→ DIRECTIONS:
Below are entries; copy exactly the lines from the one with "disk between runs." through the one with "it is empty.", both included, and leave out the rest.

→ RECORDS FOR THE EXERCISE:
§ §

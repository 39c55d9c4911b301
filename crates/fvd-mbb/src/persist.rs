use std::io::Write;
use std::path::Path;

/// Write `data` to a unique temp file next to `path`, then rename it over
/// `path`. Creates the parent directory when missing.
pub fn write_atomic(path: &Path, data: &[u8]) -> std::io::Result<()> {
    let parent = path.parent().ok_or_else(|| {
        std::io::Error::new(std::io::ErrorKind::InvalidInput, "path has no parent")
    })?;
    std::fs::create_dir_all(parent)?;

    let file_name = path
        .file_name()
        .and_then(std::ffi::OsStr::to_str)
        .unwrap_or("data");
    let timestamp = std::time::SystemTime::now()
        .duration_since(std::time::UNIX_EPOCH)
        .map_or(0, |duration| duration.as_nanos());
    let pid = std::process::id();

    let mut tmp_path = None;
    for attempt in 0..16_u8 {
        let candidate = parent.join(format!(".{file_name}.{pid}.{timestamp}.{attempt}.tmp"));
        match std::fs::OpenOptions::new()
            .write(true)
            .create_new(true)
            .open(&candidate)
        {
            Ok(mut file) => {
                file.write_all(data)?;
                file.sync_all()?;
                tmp_path = Some(candidate);
                break;
            }
            Err(error) if error.kind() == std::io::ErrorKind::AlreadyExists => {}
            Err(error) => return Err(error),
        }
    }

    let Some(tmp_path) = tmp_path else {
        return Err(std::io::Error::new(
            std::io::ErrorKind::AlreadyExists,
            "failed to create unique temp file",
        ));
    };

    if let Err(error) = std::fs::rename(&tmp_path, path) {
        let _ = std::fs::remove_file(&tmp_path);
        return Err(error);
    }

    Ok(())
}

#[cfg(test)]
mod tests {
    use super::write_atomic;

    #[test]
    fn replaces_existing_file_without_leaving_temp_files() {
        let temp_dir = tempfile::tempdir().expect("temporary directory should be created");
        let path = temp_dir.path().join("options.json");
        std::fs::write(&path, "old").expect("existing file should be written");

        write_atomic(&path, b"new").expect("atomic write should succeed");

        assert_eq!(
            std::fs::read_to_string(&path).expect("file should be readable"),
            "new"
        );
        let temp_files = std::fs::read_dir(temp_dir.path())
            .expect("read temp dir entries")
            .filter_map(Result::ok)
            .filter(|entry| entry.file_name().to_string_lossy().ends_with(".tmp"))
            .count();
        assert_eq!(temp_files, 0);
    }

    #[test]
    fn creates_missing_parent_directory() {
        let temp_dir = tempfile::tempdir().expect("temporary directory should be created");
        let path = temp_dir.path().join("nested").join("cache.json");

        write_atomic(&path, b"{}").expect("atomic write should create parent");

        assert!(path.is_file());
    }
}
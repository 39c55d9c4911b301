use std::path::Path;

use chrono::{DateTime, Utc};
use fvd_core::{CachedRelease, ReleaseCache};
use log::debug;
use serde::{Deserialize, Serialize};

/// The release cache slot as kept on disk between runs.
#[derive(Debug, Serialize, Deserialize)]
pub struct DiskCache {
    pub release: CachedRelease,
    pub cached_at: DateTime<Utc>,
}

impl DiskCache {
    pub fn load_from_path(path: &Path) -> Option<Self> {
        let data = std::fs::read_to_string(path).ok()?;
        serde_json::from_str(&data).ok()
    }

    fn save_to_path(&self, path: &Path) {
        if let Ok(data) = serde_json::to_vec(self)
            && let Err(error) = crate::persist::write_atomic(path, &data)
        {
            debug!("Failed to persist release cache: {error}");
        }
    }

    /// Seed `cache` from the file at `path`, if one exists.
    pub fn restore_into(path: &Path, cache: &ReleaseCache) {
        if let Some(disk) = Self::load_from_path(path) {
            debug!(
                "Restored cached release {} (expires {})",
                disk.release.payload.tag_name, disk.release.expires_at
            );
            cache.restore(disk.release);
        }
    }

    /// Write the current slot to `path`, or remove the file when it is empty.
    pub fn persist_from(path: &Path, cache: &ReleaseCache) {
        match cache.snapshot() {
            Some(release) => Self {
                release,
                cached_at: Utc::now(),
            }
            .save_to_path(path),
            None => {
                let _ = std::fs::remove_file(path);
            }
        }
    }
}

§ §

→ WORKED SOLUTION:
/// The release cache slot as kept on disk between runs.
#[derive(Debug, Serialize, Deserialize)]
pub struct DiskCache {
    pub release: CachedRelease,
    pub cached_at: DateTime<Utc>,
}

impl DiskCache {
    pub fn load_from_path(path: &Path) -> Option<Self> {
        let data = std::fs::read_to_string(path).ok()?;
        serde_json::from_str(&data).ok()
    }

    fn save_to_path(&self, path: &Path) {
        if let Ok(data) = serde_json::to_vec(self)
            && let Err(error) = crate::persist::write_atomic(path, &data)
        {
            debug!("Failed to persist release cache: {error}");
        }
    }

    /// Seed `cache` from the file at `path`, if one exists.
    pub fn restore_into(path: &Path, cache: &ReleaseCache) {
        if let Some(disk) = Self::load_from_path(path) {
            debug!(
                "Restored cached release {} (expires {})",
                disk.release.payload.tag_name, disk.release.expires_at
            );
            cache.restore(disk.release);
        }
    }

    /// Write the current slot to `path`, or remove the file when it is empty.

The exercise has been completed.